** DATA EXCERPTS follows **
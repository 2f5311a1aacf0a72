//! Bounded per-month record cache
//!
//! Browsing back and forth through months would otherwise keep every month
//! ever opened in memory. The cache keeps the most recently loaded months
//! and drops the oldest load once it is full.

use std::collections::{HashMap, VecDeque};

use crate::models::YearMonth;
use crate::store::Stored;

/// Months kept per cache: the open month and its neighbours
pub const CACHED_MONTHS: usize = 3;

#[derive(Debug)]
pub struct MonthCache<T> {
    capacity: usize,
    months: HashMap<YearMonth, Vec<Stored<T>>>,
    order: VecDeque<YearMonth>,
}

impl<T> Default for MonthCache<T> {
    fn default() -> Self {
        Self::with_capacity(CACHED_MONTHS)
    }
}

impl<T> MonthCache<T> {
    pub fn with_capacity(capacity: usize) -> Self {
        Self {
            capacity: capacity.max(1),
            months: HashMap::new(),
            order: VecDeque::new(),
        }
    }

    pub fn get(&self, year_month: &YearMonth) -> Option<&Vec<Stored<T>>> {
        self.months.get(year_month)
    }

    /// Store a freshly loaded month, evicting the oldest load when full
    pub fn insert(&mut self, year_month: YearMonth, records: Vec<Stored<T>>) {
        self.order.retain(|m| *m != year_month);
        self.order.push_back(year_month);
        self.months.insert(year_month, records);

        while self.order.len() > self.capacity {
            if let Some(evicted) = self.order.pop_front() {
                self.months.remove(&evicted);
                tracing::trace!(year_month = %evicted, "Month evicted from cache");
            }
        }
    }

    pub fn clear(&mut self) {
        self.months.clear();
        self.order.clear();
    }

    /// Cached months, oldest load first
    pub fn months(&self) -> Vec<YearMonth> {
        self.order.iter().copied().collect()
    }

    pub fn len(&self) -> usize {
        self.months.len()
    }

    pub fn is_empty(&self) -> bool {
        self.months.is_empty()
    }
}
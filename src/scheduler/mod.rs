//! Weekly attendance and assignment scheduler
//!
//! Members answer whether they can serve on each Sunday (and Saturday
//! practice); leaders then assign available members to service positions
//! and publish the roster.
//!
//! # Architecture
//!
//! ```text
//! ┌───────────────────────────────────────────────────────────────┐
//! │                     Scheduler (facade)                        │
//! │   open_month / switch_month / month_view / generation token   │
//! │  ┌──────────────────────┐        ┌─────────────────────────┐  │
//! │  │  AvailabilityLedger  │◄───────│    AssignmentRoster     │  │
//! │  │  (attendance cache)  │        │  (roster cache, members)│  │
//! │  └──────────┬───────────┘        └────────────┬────────────┘  │
//! └─────────────┼─────────────────────────────────┼───────────────┘
//!               │                                 │
//!               ▼                                 ▼
//!        ┌───────────────┐                ┌────────────────────┐
//!        │  attendance   │                │ service_schedules  │
//!        └───────────────┘                └────────────────────┘
//! ```
//!
//! # Modules
//!
//! - [`week`] - Sunday-anchored week numbering (service and set-list variants)
//! - [`availability`] - Per-member availability ledger with upsert semantics
//! - [`cache`] - Bounded per-month record cache shared by ledger and roster
//! - [`roster`] - Eligibility and per-date roster persistence
//! - [`facade`] - Month-scoped view composing the above
//!
//! # Quick Start
//!
//! ```ignore
//! use hiel::scheduler::Scheduler;
//! use hiel::models::{AvailabilityStatus, EventType, Position, YearMonth};
//!
//! let scheduler = Scheduler::with_member_limit(store, 100);
//! scheduler.open_month(YearMonth::new(2024, 6).unwrap()).await?;
//!
//! scheduler
//!     .set_availability(&kim.id, "Kim", date, EventType::SundayWorship, AvailabilityStatus::Available)
//!     .await?;
//! let drummers = scheduler.get_available_members(date, Position::Drums).await?;
//! ```
//!
//! # Concurrency
//!
//! Writes within one process are serialized per component, so two toggles
//! for the same key never create two records. Across processes the store
//! is last-write-wins.

pub mod availability;
pub mod cache;
pub mod error;
pub mod facade;
pub mod roster;
pub mod week;

pub use availability::{status_in, AvailabilityLedger};
pub use cache::{MonthCache, CACHED_MONTHS};
pub use error::{SchedulerError, SchedulerResult};
pub use facade::{MonthView, PositionSlot, PracticeDay, ResponseSummary, Scheduler, ServiceDay};
pub use roster::{eligible_members, AssignmentRoster};
pub use week::{saturdays_in_month, service_week_number, setlist_week_number, sundays_in_month};

use chrono::NaiveDate;

use crate::models::{AvailabilityStatus, Position, YearMonth};

/// Parse a `YYYY-MM-DD` date
pub fn parse_date(input: &str) -> SchedulerResult<NaiveDate> {
    NaiveDate::parse_from_str(input.trim(), "%Y-%m-%d")
        .map_err(|_| SchedulerError::invalid_date(input))
}

/// Parse a `YYYY-MM` month
pub fn parse_month(input: &str) -> SchedulerResult<YearMonth> {
    input
        .trim()
        .parse()
        .map_err(|_| SchedulerError::invalid_month(input))
}

/// Parse a position by Korean label or id
pub fn parse_position(input: &str) -> SchedulerResult<Position> {
    input
        .parse()
        .map_err(|_| SchedulerError::invalid_position(input))
}

/// Parse an availability answer; `pending` is not an answer
pub fn parse_answer(input: &str) -> SchedulerResult<AvailabilityStatus> {
    match input.parse::<AvailabilityStatus>() {
        Ok(AvailabilityStatus::Pending) | Err(_) => Err(SchedulerError::invalid_status(input)),
        Ok(status) => Ok(status),
    }
}

#[cfg(test)]
mod tests {
    use super::*;

    #[test]
    fn test_parse_helpers() {
        assert_eq!(
            parse_date("2024-06-02").unwrap(),
            NaiveDate::from_ymd_opt(2024, 6, 2).unwrap()
        );
        assert!(matches!(parse_date("06/02/2024"), Err(SchedulerError::InvalidDate { .. })));
        assert_eq!(parse_month("2024-06").unwrap().month(), 6);
        assert!(parse_month("2024-6").is_err());
        assert_eq!(parse_position("드럼").unwrap(), Position::Drums);
        assert!(matches!(parse_position("보컬"), Err(SchedulerError::InvalidPosition { .. })));
    }

    #[test]
    fn test_parse_answer_rejects_pending() {
        assert_eq!(parse_answer("available").unwrap(), AvailabilityStatus::Available);
        assert!(parse_answer("pending").is_err());
        assert!(parse_answer("maybe").is_err());
    }
}
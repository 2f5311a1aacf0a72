//! Meeting minutes

use crate::error::Result;
use crate::models::Meeting;
use crate::session::Session;
use crate::store::{Collection, SharedDocumentStore, Stored, DEFAULT_LIST_LIMIT};

pub struct MeetingMinutes {
    meetings: Collection<Meeting>,
    list_limit: usize,
}

impl MeetingMinutes {
    pub fn new(store: SharedDocumentStore) -> Self {
        Self {
            meetings: Collection::new(store),
            list_limit: DEFAULT_LIST_LIMIT,
        }
    }

    pub fn with_list_limit(mut self, limit: usize) -> Self {
        self.list_limit = limit;
        self
    }

    /// Most recent meeting first
    pub async fn list(&self) -> Result<Vec<Stored<Meeting>>> {
        Ok(self.meetings.list("-date", self.list_limit).await?)
    }

    pub async fn create(&self, meeting: &Meeting) -> Result<Stored<Meeting>> {
        let stored = self.meetings.create(meeting).await?;
        tracing::info!(id = %stored.id, date = %stored.date, "Meeting recorded");
        Ok(stored)
    }

    pub async fn update(&self, id: &str, meeting: &Meeting) -> Result<Stored<Meeting>> {
        Ok(self.meetings.update(id, meeting).await?)
    }

    /// Team leader only
    pub async fn delete(&self, session: &Session, id: &str) -> Result<()> {
        session.require_delete("delete meeting")?;
        self.meetings.delete(id).await?;
        Ok(())
    }
}
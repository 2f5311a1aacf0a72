//! Typed entities for the worship-team records
//!
//! Every record that crosses the document-store boundary has a struct here.
//! The store hands back untyped JSON maps; [`crate::store::Collection`]
//! decodes them into these types and runs [`crate::store::Entity::validate`]
//! on the way in and out.

pub mod archive;
pub mod attendance;
pub mod board;
pub mod calendar;
pub mod meeting;
pub mod member;
pub mod roster;
pub mod setlist;
pub mod song;
pub mod year_month;

pub use archive::ServiceRecord;

pub use attendance::{AttendanceRecord, AvailabilityStatus, EventType};
pub use board::{
    Announcement, AnnouncementCategory, PrayerCategory, PrayerComment, PrayerRequest,
    ReactionKind, Reactions,
};
pub use calendar::{CalendarEvent, EventCategory};
pub use meeting::{
    Meeting, OptionTally, QuestionKind, Survey, SurveyAnswer, SurveyKind, SurveyQuestion,
    SurveyResponse,
};
pub use member::{
    ExecutiveRole, Member, Position, PositionGroup, UnknownPosition, EXECUTIVE_ROLES,
    TEAM_LEADER_ROLE,
};
pub use roster::{Assignment, Assignments, RosterRecord, RosterStatus};
pub use setlist::{SetlistSong, WeeklySetlist};
pub use song::{ReferenceLink, Song};
pub use year_month::{ParseYearMonthError, YearMonth};

use chrono::NaiveDate;
use serde::{Deserialize, Deserializer};

/// Treat `""` and whitespace-only strings as absent
pub(crate) fn blank_as_none<'de, D>(deserializer: D) -> Result<Option<String>, D::Error>
where
    D: Deserializer<'de>,
{
    let raw = Option::<String>::deserialize(deserializer)?;
    Ok(raw.filter(|s| !s.trim().is_empty()))
}

/// Optional `YYYY-MM-DD` date where a blank string means absent
pub(crate) fn blank_date_as_none<'de, D>(deserializer: D) -> Result<Option<NaiveDate>, D::Error>
where
    D: Deserializer<'de>,
{
    match blank_as_none(deserializer)? {
        Some(s) => NaiveDate::parse_from_str(s.trim(), "%Y-%m-%d")
            .map(Some)
            .map_err(serde::de::Error::custom),
        None => Ok(None),
    }
}
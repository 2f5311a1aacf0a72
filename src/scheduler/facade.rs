//! Month-scoped scheduler facade
//!
//! Holds the month currently on screen and builds its [`MonthView`]. Every
//! open or switch refetches the whole month. Each open takes a new
//! generation number; a fetch that finishes after a newer open started is
//! discarded instead of replacing the newer month.

use std::sync::atomic::{AtomicU64, Ordering};
use std::sync::Arc;

use chrono::NaiveDate;
use serde::Serialize;
use tokio::sync::RwLock;

use crate::models::{
    Assignment, Assignments, AttendanceRecord, AvailabilityStatus, EventType, Member, Position,
    RosterRecord, RosterStatus, YearMonth,
};
use crate::store::{SharedDocumentStore, Stored, DEFAULT_LIST_LIMIT};

use super::availability::{status_in, AvailabilityLedger};
use super::error::{SchedulerError, SchedulerResult};
use super::roster::{eligible_members, AssignmentRoster};
use super::week::{saturdays_in_month, service_week_number, sundays_in_month};

// ============================================================================
// Month view
// ============================================================================

/// Count of answers for one date and event type
#[derive(Debug, Clone, Copy, Default, PartialEq, Eq, Serialize)]
pub struct ResponseSummary {
    pub available: usize,
    pub unavailable: usize,
    pub pending: usize,
}

impl ResponseSummary {
    fn tally(
        members: &[Stored<Member>],
        attendance: &[Stored<AttendanceRecord>],
        date: NaiveDate,
        event_type: EventType,
    ) -> Self {
        let mut summary = Self::default();
        for member in members {
            match status_in(attendance, &member.id, date, event_type) {
                AvailabilityStatus::Available => summary.available += 1,
                AvailabilityStatus::Unavailable => summary.unavailable += 1,
                AvailabilityStatus::Pending => summary.pending += 1,
            }
        }
        summary
    }
}

/// One position on one Sunday
#[derive(Debug, Clone, PartialEq, Serialize)]
pub struct PositionSlot {
    pub position: Position,
    pub available_count: usize,
    pub available_members: Vec<String>,
    /// Advisory only; the position stays assignable
    pub no_eligible_members: bool,
    pub allows_multiple: bool,
    pub assigned: Option<Assignment>,
}

/// A Sunday service in the month
#[derive(Debug, Clone, PartialEq, Serialize)]
pub struct ServiceDay {
    pub date: NaiveDate,
    pub week_number: u32,
    pub responses: ResponseSummary,
    /// `None` until a roster is first saved for the date
    pub roster_status: Option<RosterStatus>,
    pub positions: Vec<PositionSlot>,
}

impl ServiceDay {
    pub fn slot(&self, position: Position) -> Option<&PositionSlot> {
        self.positions.iter().find(|s| s.position == position)
    }
}

/// A Saturday practice in the month
#[derive(Debug, Clone, PartialEq, Serialize)]
pub struct PracticeDay {
    pub date: NaiveDate,
    pub week_number: u32,
    pub responses: ResponseSummary,
}

/// Everything the presentation layer needs for one month
#[derive(Debug, Clone, PartialEq, Serialize)]
pub struct MonthView {
    pub year_month: YearMonth,
    pub label: String,
    pub member_count: usize,
    pub sundays: Vec<ServiceDay>,
    pub saturdays: Vec<PracticeDay>,
}

impl MonthView {
    pub fn build(
        year_month: YearMonth,
        members: &[Stored<Member>],
        attendance: &[Stored<AttendanceRecord>],
        rosters: &[Stored<RosterRecord>],
    ) -> Self {
        let sundays = sundays_in_month(year_month)
            .into_iter()
            .map(|date| {
                let roster = rosters.iter().find(|r| r.date == date);
                let positions = Position::all()
                    .into_iter()
                    .map(|position| {
                        let available: Vec<String> =
                            eligible_members(members, attendance, date, position)
                                .into_iter()
                                .map(|m| m.name.clone())
                                .collect();
                        PositionSlot {
                            position,
                            available_count: available.len(),
                            no_eligible_members: available.is_empty(),
                            available_members: available,
                            allows_multiple: position.allows_multiple(),
                            assigned: roster.and_then(|r| r.assigned(position).cloned()),
                        }
                    })
                    .collect();

                ServiceDay {
                    date,
                    week_number: service_week_number(date),
                    responses: ResponseSummary::tally(
                        members,
                        attendance,
                        date,
                        EventType::SundayWorship,
                    ),
                    roster_status: roster.map(|r| r.status),
                    positions,
                }
            })
            .collect();

        let saturdays = saturdays_in_month(year_month)
            .into_iter()
            .map(|date| PracticeDay {
                date,
                week_number: service_week_number(date),
                responses: ResponseSummary::tally(
                    members,
                    attendance,
                    date,
                    EventType::SaturdayPractice,
                ),
            })
            .collect();

        Self {
            year_month,
            label: year_month.korean_label(),
            member_count: members.len(),
            sundays,
            saturdays,
        }
    }

    pub fn sunday(&self, date: NaiveDate) -> Option<&ServiceDay> {
        self.sundays.iter().find(|d| d.date == date)
    }
}

// ============================================================================
// Scheduler
// ============================================================================

struct OpenMonth {
    year_month: YearMonth,
    members: Vec<Stored<Member>>,
}

/// Ledger and roster composed around the month on screen
pub struct Scheduler {
    ledger: Arc<AvailabilityLedger>,
    roster: Arc<AssignmentRoster>,
    generation: AtomicU64,
    open: RwLock<Option<OpenMonth>>,
}

impl Scheduler {
    pub fn new(store: SharedDocumentStore) -> Self {
        Self::with_member_limit(store, DEFAULT_LIST_LIMIT)
    }

    /// Scheduler whose member directory fetch is capped at `limit`
    pub fn with_member_limit(store: SharedDocumentStore, limit: usize) -> Self {
        let ledger = Arc::new(AvailabilityLedger::new(store.clone()));
        let roster =
            Arc::new(AssignmentRoster::new(store, ledger.clone()).with_member_limit(limit));
        Self::from_parts(ledger, roster)
    }

    pub fn from_parts(ledger: Arc<AvailabilityLedger>, roster: Arc<AssignmentRoster>) -> Self {
        Self {
            ledger,
            roster,
            generation: AtomicU64::new(0),
            open: RwLock::new(None),
        }
    }

    pub fn ledger(&self) -> &AvailabilityLedger {
        &self.ledger
    }

    pub fn roster(&self) -> &AssignmentRoster {
        &self.roster
    }

    /// Month currently open, if any
    pub async fn current_month(&self) -> Option<YearMonth> {
        self.open.read().await.as_ref().map(|m| m.year_month)
    }

    async fn fetch_month(
        &self,
        year_month: YearMonth,
    ) -> SchedulerResult<(
        Vec<Stored<Member>>,
        Vec<Stored<AttendanceRecord>>,
        Vec<Stored<RosterRecord>>,
    )> {
        tokio::try_join!(
            self.roster.members(),
            self.ledger.load_month(year_month),
            self.roster.load_month(year_month),
        )
    }

    /// Freshly fetched view of any month; the open month is left alone
    pub async fn view_month(&self, year_month: YearMonth) -> SchedulerResult<MonthView> {
        let (members, attendance, rosters) = self.fetch_month(year_month).await?;
        Ok(MonthView::build(year_month, &members, &attendance, &rosters))
    }

    /// Fetch members, attendance and rosters for a month and make it current
    pub async fn open_month(&self, year_month: YearMonth) -> SchedulerResult<MonthView> {
        let generation = self.generation.fetch_add(1, Ordering::SeqCst) + 1;

        let (members, attendance, rosters) = self.fetch_month(year_month).await?;

        let mut open = self.open.write().await;
        if self.generation.load(Ordering::SeqCst) != generation {
            let current = open.as_ref().map(|m| m.year_month).unwrap_or(year_month);
            tracing::debug!(requested = %year_month, current = %current, "Stale month fetch dropped");
            return Err(SchedulerError::Superseded {
                requested: year_month,
                current,
            });
        }

        let view = MonthView::build(year_month, &members, &attendance, &rosters);
        *open = Some(OpenMonth {
            year_month,
            members,
        });

        tracing::info!(year_month = %year_month, "Month opened");
        Ok(view)
    }

    /// Move the open month by `delta` months and refetch
    pub async fn switch_month(&self, delta: i32) -> SchedulerResult<MonthView> {
        let current = self
            .current_month()
            .await
            .ok_or(SchedulerError::NoMonthOpen)?;
        self.open_month(current.offset(delta)).await
    }

    /// View of the open month from cached records
    pub async fn month_view(&self) -> SchedulerResult<MonthView> {
        let open = self.open.read().await;
        let month = open.as_ref().ok_or(SchedulerError::NoMonthOpen)?;

        let attendance = self.ledger.records(month.year_month).await?;
        let rosters = self.roster.rosters(month.year_month).await?;
        Ok(MonthView::build(
            month.year_month,
            &month.members,
            &attendance,
            &rosters,
        ))
    }

    pub async fn set_availability(
        &self,
        member_id: &str,
        member_name: &str,
        date: NaiveDate,
        event_type: EventType,
        status: AvailabilityStatus,
    ) -> SchedulerResult<Stored<AttendanceRecord>> {
        self.ledger
            .set_availability(member_id, member_name, date, event_type, status)
            .await
    }

    pub async fn get_status(
        &self,
        member_id: &str,
        date: NaiveDate,
        event_type: EventType,
    ) -> SchedulerResult<AvailabilityStatus> {
        self.ledger.get_status(member_id, date, event_type).await
    }

    pub async fn get_available_members(
        &self,
        date: NaiveDate,
        position: Position,
    ) -> SchedulerResult<Vec<Stored<Member>>> {
        self.roster.get_available_members(date, position).await
    }

    pub async fn save_assignments(
        &self,
        date: NaiveDate,
        assignments: Assignments,
        status: RosterStatus,
    ) -> SchedulerResult<Stored<RosterRecord>> {
        self.roster.save_assignments(date, assignments, status).await
    }

    pub async fn get_roster(&self, date: NaiveDate) -> SchedulerResult<Option<Stored<RosterRecord>>> {
        self.roster.get_roster(date).await
    }
}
** End of DATA EXCERPTS **
▸ PROBLEM DESCRIPTION
Gather every line from the listing above in which the word "RosterRecord" appears.

▸ TASK RESPONSE
pub use roster::{Assignment, Assignments, RosterRecord, RosterStatus};
    RosterRecord, RosterStatus, YearMonth,
        rosters: &[Stored<RosterRecord>],
        Vec<Stored<RosterRecord>>,
    ) -> SchedulerResult<Stored<RosterRecord>> {
    pub async fn get_roster(&self, date: NaiveDate) -> SchedulerResult<Option<Stored<RosterRecord>>> {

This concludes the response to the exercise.